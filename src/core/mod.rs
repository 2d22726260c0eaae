//! Core types for the Tessella tiling pipeline.
//!
//! This module contains the foundations shared by every component:
//! - Geometry and identity types (tile coordinates, rectangles, keys)
//! - Error types
//! - Pipeline configuration

pub mod config;
pub mod error;
pub mod types;

// Re-export commonly used types
pub use config::{StagingConfig, TilingConfig, DEFAULT_TILE_SIZE};
pub use error::{ConfigError, ConfigResult, Phase, TilingError, TilingResult};
pub use types::{Axis, PixelBuffer, RunId, TileCoord, TileKey, TileRect};
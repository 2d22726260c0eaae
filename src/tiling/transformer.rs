//! Per-tile resizing.
//!
//! [`TileTransformer`] only does the size bookkeeping. The pixels themselves
//! are produced by a [`Resampler`], by default [`FilterResampler`] which wraps
//! `image::imageops::resize`.

use crate::core::error::{TilingError, TilingResult};
use crate::core::types::PixelBuffer;
use image::imageops::{self, FilterType};
use serde::{Deserialize, Serialize};
use std::fmt;
use std::str::FromStr;

/// Resampling filter applied when resizing.
#[derive(Debug, Clone, Copy, PartialEq, Eq, Default, Serialize, Deserialize)]
#[serde(rename_all = "lowercase")]
pub enum ResampleFilter {
    /// Nearest neighbour.
    Nearest,
    /// Linear (bilinear in 2D).
    #[default]
    Triangle,
    /// Cubic, Catmull-Rom spline.
    CatmullRom,
    /// Gaussian.
    Gaussian,
    /// Lanczos with window 3.
    Lanczos3,
}

impl ResampleFilter {
    /// The `image` crate filter this maps to.
    pub fn filter_type(self) -> FilterType {
        match self {
            ResampleFilter::Nearest => FilterType::Nearest,
            ResampleFilter::Triangle => FilterType::Triangle,
            ResampleFilter::CatmullRom => FilterType::CatmullRom,
            ResampleFilter::Gaussian => FilterType::Gaussian,
            ResampleFilter::Lanczos3 => FilterType::Lanczos3,
        }
    }
}

impl FromStr for ResampleFilter {
    type Err = String;

    fn from_str(s: &str) -> Result<Self, Self::Err> {
        match s.to_ascii_lowercase().as_str() {
            "nearest" => Ok(ResampleFilter::Nearest),
            "triangle" | "bilinear" => Ok(ResampleFilter::Triangle),
            "catmullrom" | "bicubic" => Ok(ResampleFilter::CatmullRom),
            "gaussian" => Ok(ResampleFilter::Gaussian),
            "lanczos3" => Ok(ResampleFilter::Lanczos3),
            other => Err(format!("unknown resampling filter '{}'", other)),
        }
    }
}

impl fmt::Display for ResampleFilter {
    fn fmt(&self, f: &mut fmt::Formatter<'_>) -> fmt::Result {
        let name = match self {
            ResampleFilter::Nearest => "nearest",
            ResampleFilter::Triangle => "triangle",
            ResampleFilter::CatmullRom => "catmullrom",
            ResampleFilter::Gaussian => "gaussian",
            ResampleFilter::Lanczos3 => "lanczos3",
        };
        f.write_str(name)
    }
}

/// Produces a resized copy of a pixel buffer.
pub trait Resampler: Send + Sync {
    /// Resize `tile` to exactly `width x height`.
    fn resample(&self, tile: &PixelBuffer, width: u32, height: u32) -> TilingResult<PixelBuffer>;
}

/// [`Resampler`] backed by `image::imageops::resize`.
#[derive(Debug, Clone, Copy, Default)]
pub struct FilterResampler {
    filter: ResampleFilter,
}

impl FilterResampler {
    /// Create a resampler using `filter`.
    pub fn new(filter: ResampleFilter) -> Self {
        Self { filter }
    }
}

impl Resampler for FilterResampler {
    fn resample(&self, tile: &PixelBuffer, width: u32, height: u32) -> TilingResult<PixelBuffer> {
        if tile.dimensions() == (width, height) {
            return Ok(tile.clone());
        }
        Ok(imageops::resize(tile, width, height, self.filter.filter_type()))
    }
}

/// Resizes extracted tiles to their target size.
pub struct TileTransformer {
    resampler: Box<dyn Resampler>,
}

impl TileTransformer {
    /// Create a transformer around any resampler.
    pub fn new(resampler: Box<dyn Resampler>) -> Self {
        Self { resampler }
    }

    /// Create a transformer using `image::imageops::resize` with `filter`.
    pub fn with_filter(filter: ResampleFilter) -> Self {
        Self::new(Box::new(FilterResampler::new(filter)))
    }

    /// Resize `tile` to `target_width x target_height`.
    pub fn transform(
        &self,
        tile: &PixelBuffer,
        target_width: u32,
        target_height: u32,
    ) -> TilingResult<PixelBuffer> {
        if target_width == 0 || target_height == 0 {
            return Err(TilingError::invalid_dimension(format!(
                "tile target size must be positive, got {}x{}",
                target_width, target_height
            )));
        }
        if tile.width() == 0 || tile.height() == 0 {
            return Err(TilingError::invalid_dimension("cannot resize an empty tile"));
        }

        let resized = self.resampler.resample(tile, target_width, target_height)?;
        if resized.dimensions() != (target_width, target_height) {
            return Err(TilingError::Resample {
                error: format!(
                    "resampler returned {}x{}, expected {}x{}",
                    resized.width(),
                    resized.height(),
                    target_width,
                    target_height
                ),
            });
        }
        Ok(resized)
    }
}

impl Default for TileTransformer {
    fn default() -> Self {
        Self::with_filter(ResampleFilter::default())
    }
}

impl fmt::Debug for TileTransformer {
    fn fmt(&self, f: &mut fmt::Formatter<'_>) -> fmt::Result {
        f.debug_struct("TileTransformer")
            .field("resampler", &"<resampler>")
            .finish()
    }
}
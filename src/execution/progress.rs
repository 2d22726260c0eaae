//! Progress tracking for pipeline runs.

use crate::core::types::TileCoord;
use std::sync::atomic::{AtomicBool, AtomicUsize, Ordering};
use std::sync::Arc;
use std::time::Instant;

/// A progress update event.
#[derive(Debug, Clone, PartialEq)]
pub enum ProgressUpdate {
    /// The run has started.
    Started {
        total_tiles: usize,
    },
    /// A tile was resized and staged.
    TileStaged {
        coord: TileCoord,
        duration_ms: u64,
        index: usize,
        total: usize,
    },
    /// Overall staging progress.
    Progress {
        percent: f32,
        elapsed_ms: u64,
        estimated_remaining_ms: Option<u64>,
    },
    /// All tiles are staged and the canvas is being drawn.
    Composing {
        tiles: usize,
    },
    /// The run has completed.
    Completed {
        total_duration_ms: u64,
        tiles_processed: usize,
    },
    /// The run was cancelled.
    Cancelled,
    /// The run failed.
    Error {
        coord: Option<TileCoord>,
        message: String,
    },
}

/// Callback type for progress updates.
pub type ProgressCallback = Arc<dyn Fn(ProgressUpdate) + Send + Sync>;

/// Shared flag used to stop a run early.
///
/// Clones share the flag, so a handle taken from a pipeline can be moved to
/// another thread and cancel the run in flight. The flag stays set until
/// [`reset`](Self::reset) is called.
#[derive(Debug, Clone, Default)]
pub struct CancelHandle(Arc<AtomicBool>);

impl CancelHandle {
    /// Create a handle that is not cancelled.
    pub fn new() -> Self {
        Self::default()
    }

    /// Request cancellation.
    pub fn cancel(&self) {
        self.0.store(true, Ordering::Relaxed);
    }

    /// Check whether cancellation was requested.
    pub fn is_cancelled(&self) -> bool {
        self.0.load(Ordering::Relaxed)
    }

    /// Clear a previous cancellation request.
    pub fn reset(&self) {
        self.0.store(false, Ordering::Relaxed);
    }
}

/// Tracks the progress of one run and allows cancellation.
pub struct ProgressTracker {
    /// Total number of tiles to stage.
    total_tiles: usize,
    /// Number of tiles staged so far.
    completed_tiles: AtomicUsize,
    /// Cancellation flag, possibly shared with the caller.
    cancel: CancelHandle,
    /// Start time.
    start_time: Option<Instant>,
    /// Progress callback.
    callback: Option<ProgressCallback>,
    /// Per-tile durations for estimation.
    tile_times: parking_lot::Mutex<Vec<u64>>,
}

impl ProgressTracker {
    /// Create a new progress tracker.
    pub fn new(total_tiles: usize) -> Self {
        Self {
            total_tiles,
            completed_tiles: AtomicUsize::new(0),
            cancel: CancelHandle::new(),
            start_time: None,
            callback: None,
            tile_times: parking_lot::Mutex::new(Vec::new()),
        }
    }

    /// Set a callback for progress updates.
    pub fn with_callback(mut self, callback: ProgressCallback) -> Self {
        self.callback = Some(callback);
        self
    }

    /// Use an existing cancellation flag.
    pub fn with_cancel_handle(mut self, cancel: CancelHandle) -> Self {
        self.cancel = cancel;
        self
    }

    /// Start tracking.
    pub fn start(&mut self) {
        self.start_time = Some(Instant::now());
        self.send_update(ProgressUpdate::Started {
            total_tiles: self.total_tiles,
        });
    }

    /// Report that a tile has been staged.
    pub fn tile_staged(&self, coord: TileCoord, duration_ms: u64) {
        let completed = self.completed_tiles.fetch_add(1, Ordering::Relaxed) + 1;
        self.tile_times.lock().push(duration_ms);

        self.send_update(ProgressUpdate::TileStaged {
            coord,
            duration_ms,
            index: completed,
            total: self.total_tiles,
        });
        self.send_progress_update();
    }

    /// Report that composition has begun.
    pub fn composing(&self) {
        self.send_update(ProgressUpdate::Composing {
            tiles: self.total_tiles,
        });
    }

    /// Number of tiles staged so far.
    pub fn completed_tiles(&self) -> usize {
        self.completed_tiles.load(Ordering::Relaxed)
    }

    /// Total number of tiles in the run.
    pub fn total_tiles(&self) -> usize {
        self.total_tiles
    }

    /// Check if the run should stop.
    pub fn is_cancelled(&self) -> bool {
        self.cancel.is_cancelled()
    }

    /// Request cancellation.
    pub fn cancel(&self) {
        self.cancel.cancel();
        self.send_update(ProgressUpdate::Cancelled);
    }

    /// Report that the run stopped because of a cancellation request.
    pub fn report_cancelled(&self) {
        self.send_update(ProgressUpdate::Cancelled);
    }

    /// Report an error.
    pub fn report_error(&self, coord: Option<TileCoord>, message: String) {
        self.send_update(ProgressUpdate::Error { coord, message });
    }

    /// Milliseconds since [`start`](Self::start).
    pub fn elapsed_ms(&self) -> u64 {
        self.start_time
            .map(|t| t.elapsed().as_millis() as u64)
            .unwrap_or(0)
    }

    /// Complete tracking.
    pub fn complete(&self) {
        self.send_update(ProgressUpdate::Completed {
            total_duration_ms: self.elapsed_ms(),
            tiles_processed: self.completed_tiles(),
        });
    }

    /// Get current progress percentage.
    pub fn progress_percent(&self) -> f32 {
        if self.total_tiles == 0 {
            return 100.0;
        }
        (self.completed_tiles() as f32 / self.total_tiles as f32) * 100.0
    }

    /// Estimate remaining time in milliseconds.
    ///
    /// Based on the mean tile duration, so it overestimates when tiles are
    /// staged in parallel.
    pub fn estimated_remaining_ms(&self) -> Option<u64> {
        let times = self.tile_times.lock();
        if times.is_empty() {
            return None;
        }

        let avg_time: u64 = times.iter().sum::<u64>() / times.len() as u64;
        let remaining = self.total_tiles.saturating_sub(self.completed_tiles());

        Some(avg_time * remaining as u64)
    }

    fn send_update(&self, update: ProgressUpdate) {
        if let Some(ref callback) = self.callback {
            callback(update);
        }
    }

    fn send_progress_update(&self) {
        self.send_update(ProgressUpdate::Progress {
            percent: self.progress_percent(),
            elapsed_ms: self.elapsed_ms(),
            estimated_remaining_ms: self.estimated_remaining_ms(),
        });
    }
}

impl Default for ProgressTracker {
    fn default() -> Self {
        Self::new(0)
    }
}

#[cfg(test)]
mod tests {
    use super::*;
    use parking_lot::Mutex;

    fn recording() -> (ProgressCallback, Arc<Mutex<Vec<ProgressUpdate>>>) {
        let events = Arc::new(Mutex::new(Vec::new()));
        let sink = events.clone();
        let callback: ProgressCallback = Arc::new(move |update| sink.lock().push(update));
        (callback, events)
    }

    #[test]
    fn test_progress_calculation() {
        let tracker = ProgressTracker::new(10);
        assert_eq!(tracker.progress_percent(), 0.0);

        tracker.completed_tiles.store(5, Ordering::Relaxed);
        assert_eq!(tracker.progress_percent(), 50.0);

        assert_eq!(ProgressTracker::new(0).progress_percent(), 100.0);
    }

    #[test]
    fn test_cancellation_shared_with_handle() {
        let handle = CancelHandle::new();
        let tracker = ProgressTracker::new(10).with_cancel_handle(handle.clone());
        assert!(!tracker.is_cancelled());

        handle.cancel();
        assert!(tracker.is_cancelled());

        handle.reset();
        assert!(!tracker.is_cancelled());

        tracker.cancel();
        assert!(handle.is_cancelled());
    }

    #[test]
    fn test_event_sequence() {
        let (callback, events) = recording();
        let mut tracker = ProgressTracker::new(2).with_callback(callback);

        tracker.start();
        tracker.tile_staged(TileCoord::new(0, 0), 4);
        tracker.tile_staged(TileCoord::new(1, 0), 6);
        tracker.composing();
        tracker.complete();

        let events = events.lock();
        assert_eq!(events[0], ProgressUpdate::Started { total_tiles: 2 });
        assert!(matches!(
            events[1],
            ProgressUpdate::TileStaged { index: 1, total: 2, duration_ms: 4, .. }
        ));
        assert!(matches!(
            events[4],
            ProgressUpdate::Progress { percent, estimated_remaining_ms: Some(0), .. } if percent == 100.0
        ));
        assert_eq!(events[5], ProgressUpdate::Composing { tiles: 2 });
        assert!(matches!(
            events[6],
            ProgressUpdate::Completed { tiles_processed: 2, .. }
        ));
    }

    #[test]
    fn test_estimate_uses_mean_duration() {
        let tracker = ProgressTracker::new(5);
        assert_eq!(tracker.estimated_remaining_ms(), None);

        tracker.tile_staged(TileCoord::new(0, 0), 10);
        tracker.tile_staged(TileCoord::new(1, 0), 30);
        assert_eq!(tracker.estimated_remaining_ms(), Some(60));
    }
}
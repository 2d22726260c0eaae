//! Whole-image operations applied around the tiled resize.
//!
//! These are single calls into `image` and `imageproc`. None of them know
//! about tiles.

pub mod blur;
pub mod color;
pub mod transform;

pub use transform::{clamp_output_size, downscale, rotate, MAX_OUTPUT_HEIGHT, MAX_OUTPUT_WIDTH};

use crate::core::types::PixelBuffer;
use serde::{Deserialize, Serialize};
use std::fmt;
use std::str::FromStr;

/// Fixed-strength filters that can be applied before resizing.
#[derive(Debug, Clone, Copy, PartialEq, Eq, Serialize, Deserialize)]
#[serde(rename_all = "lowercase")]
pub enum FilterKind {
    /// Gaussian blur, sigma [`blur::BLUR_SIGMA`].
    GaussianBlur,
    /// Unsharp mask.
    Sharpen,
    /// Channels multiplied by [`color::BRIGHTNESS_FACTOR`].
    Brightness,
    /// Contrast scaled by [`color::CONTRAST_FACTOR`].
    Contrast,
    /// Color inversion.
    Invert,
}

impl FilterKind {
    /// Every filter, in display order.
    pub const ALL: [FilterKind; 5] = [
        FilterKind::GaussianBlur,
        FilterKind::Sharpen,
        FilterKind::Brightness,
        FilterKind::Contrast,
        FilterKind::Invert,
    ];

    /// Name accepted by [`FromStr`].
    pub fn name(self) -> &'static str {
        match self {
            FilterKind::GaussianBlur => "gaussianblur",
            FilterKind::Sharpen => "sharpen",
            FilterKind::Brightness => "brightness",
            FilterKind::Contrast => "contrast",
            FilterKind::Invert => "invert",
        }
    }
}

impl FromStr for FilterKind {
    type Err = String;

    fn from_str(s: &str) -> Result<Self, Self::Err> {
        let wanted = s.trim().to_ascii_lowercase().replace(['_', '-', ' '], "");
        FilterKind::ALL
            .into_iter()
            .find(|kind| kind.name() == wanted)
            .ok_or_else(|| {
                let names: Vec<_> = FilterKind::ALL.iter().map(|k| k.name()).collect();
                format!("unknown filter '{}' (expected one of: {})", s, names.join(", "))
            })
    }
}

impl fmt::Display for FilterKind {
    fn fmt(&self, f: &mut fmt::Formatter<'_>) -> fmt::Result {
        f.write_str(self.name())
    }
}

/// Apply `kind` to `image` in place.
pub fn apply_filter(image: &mut PixelBuffer, kind: FilterKind) {
    match kind {
        FilterKind::GaussianBlur => *image = blur::gaussian_blur(image, blur::BLUR_SIGMA),
        FilterKind::Sharpen => *image = blur::sharpen(image),
        FilterKind::Brightness => color::brightness(image, color::BRIGHTNESS_FACTOR),
        FilterKind::Contrast => color::contrast(image, color::CONTRAST_FACTOR),
        FilterKind::Invert => color::invert(image),
    }
}
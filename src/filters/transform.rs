//! Whole-image geometry: resize, rotate and output size limits.

use crate::core::error::{TilingError, TilingResult};
use crate::core::types::PixelBuffer;
use crate::tiling::transformer::ResampleFilter;
use image::{imageops, Rgba};
use imageproc::geometric_transformations::{rotate_about_center, Interpolation};

/// Largest accepted output width.
pub const MAX_OUTPUT_WIDTH: u32 = 26_000;

/// Largest accepted output height.
pub const MAX_OUTPUT_HEIGHT: u32 = 78_000;

/// Clamp a requested output size to [`MAX_OUTPUT_WIDTH`] x [`MAX_OUTPUT_HEIGHT`].
pub fn clamp_output_size(width: u32, height: u32) -> (u32, u32) {
    (width.min(MAX_OUTPUT_WIDTH), height.min(MAX_OUTPUT_HEIGHT))
}

/// Resize the whole image in one pass.
pub fn downscale(
    image: &PixelBuffer,
    width: u32,
    height: u32,
    filter: ResampleFilter,
) -> TilingResult<PixelBuffer> {
    if width == 0 || height == 0 {
        return Err(TilingError::invalid_dimension(format!(
            "resize target must be positive, got {}x{}",
            width, height
        )));
    }
    if image.dimensions() == (width, height) {
        return Ok(image.clone());
    }
    Ok(imageops::resize(image, width, height, filter.filter_type()))
}

/// Rotate clockwise by `degrees`.
///
/// Multiples of 90 are exact and swap the dimensions where needed. Any other
/// angle rotates about the centre with bilinear sampling onto a canvas
/// enlarged to the rotated bounding box, so no corner is lost. Uncovered
/// areas are transparent.
pub fn rotate(image: &PixelBuffer, degrees: f32) -> TilingResult<PixelBuffer> {
    if !degrees.is_finite() {
        return Err(TilingError::invalid_dimension(format!(
            "rotation angle must be finite, got {}",
            degrees
        )));
    }

    let normalized = degrees.rem_euclid(360.0);
    let rotated = match normalized {
        d if d == 0.0 => image.clone(),
        d if d == 90.0 => imageops::rotate90(image),
        d if d == 180.0 => imageops::rotate180(image),
        d if d == 270.0 => imageops::rotate270(image),
        d => rotate_expanded(image, d.to_radians()),
    };
    Ok(rotated)
}

fn rotate_expanded(image: &PixelBuffer, radians: f32) -> PixelBuffer {
    const CLEAR: Rgba<u8> = Rgba([0, 0, 0, 0]);

    let (width, height) = image.dimensions();
    let (sin, cos) = f64::from(radians).sin_cos();
    let extent = |along: u32, across: u32, a: f64, b: f64| {
        // Absorb float noise at exact fits.
        let length = f64::from(along) * a.abs() + f64::from(across) * b.abs() - 1e-6;
        (length.ceil() as u32).max(1)
    };
    let out_width = extent(width, height, cos, sin);
    let out_height = extent(height, width, cos, sin);

    // The source has to fit on the canvas before it is turned.
    let pad_width = out_width.max(width);
    let pad_height = out_height.max(height);
    let mut padded = PixelBuffer::from_pixel(pad_width, pad_height, CLEAR);
    imageops::replace(
        &mut padded,
        image,
        i64::from((pad_width - width) / 2),
        i64::from((pad_height - height) / 2),
    );

    let rotated = rotate_about_center(&padded, radians, Interpolation::Bilinear, CLEAR);
    imageops::crop_imm(
        &rotated,
        (pad_width - out_width) / 2,
        (pad_height - out_height) / 2,
        out_width,
        out_height,
    )
    .to_image()
}
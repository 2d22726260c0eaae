//! Per-pixel color adjustments.
//!
//! Alpha is never touched.

use crate::core::types::PixelBuffer;
use image::{imageops, Pixel};

/// Brightness factor of the fixed-strength brightness filter.
pub const BRIGHTNESS_FACTOR: f32 = 2.2;

/// Contrast factor of the fixed-strength contrast filter.
pub const CONTRAST_FACTOR: f32 = 1.2;

/// Multiply every color channel by `factor`, clamping to the channel range.
pub fn brightness(image: &mut PixelBuffer, factor: f32) {
    for pixel in image.pixels_mut() {
        let channels = pixel.channels_mut();
        for channel in channels.iter_mut().take(3) {
            *channel = (*channel as f32 * factor).round().clamp(0.0, 255.0) as u8;
        }
    }
}

/// Scale each color channel's distance from mid-grey by `factor`.
pub fn contrast(image: &mut PixelBuffer, factor: f32) {
    let adjust = |v: u8| -> u8 { ((v as f32 - 128.0) * factor + 128.0).round().clamp(0.0, 255.0) as u8 };
    for pixel in image.pixels_mut() {
        let channels = pixel.channels_mut();
        for channel in channels.iter_mut().take(3) {
            *channel = adjust(*channel);
        }
    }
}

/// Invert the color channels.
pub fn invert(image: &mut PixelBuffer) {
    imageops::invert(image);
}

#[cfg(test)]
mod tests {
    use super::*;
    use image::Rgba;

    fn single(pixel: [u8; 4]) -> PixelBuffer {
        PixelBuffer::from_pixel(1, 1, Rgba(pixel))
    }

    #[test]
    fn test_brightness_scales_and_clamps() {
        let mut image = single([10, 100, 200, 50]);
        brightness(&mut image, BRIGHTNESS_FACTOR);
        assert_eq!(*image.get_pixel(0, 0), Rgba([22, 220, 255, 50]));
    }

    #[test]
    fn test_contrast_around_mid_grey() {
        let mut image = single([128, 28, 228, 255]);
        contrast(&mut image, CONTRAST_FACTOR);
        assert_eq!(*image.get_pixel(0, 0), Rgba([128, 8, 248, 255]));
    }

    #[test]
    fn test_invert_keeps_alpha() {
        let mut image = single([0, 55, 255, 9]);
        invert(&mut image);
        assert_eq!(*image.get_pixel(0, 0), Rgba([255, 200, 0, 9]));
    }
}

Problem to work on: Whenever the string "Option" turns up in a line above, copy that line out.

Answer box:
        estimated_remaining_ms: Option<u64>,
        coord: Option<TileCoord>,
    start_time: Option<Instant>,
    callback: Option<ProgressCallback>,
    pub fn report_error(&self, coord: Option<TileCoord>, message: String) {
    pub fn estimated_remaining_ms(&self) -> Option<u64> {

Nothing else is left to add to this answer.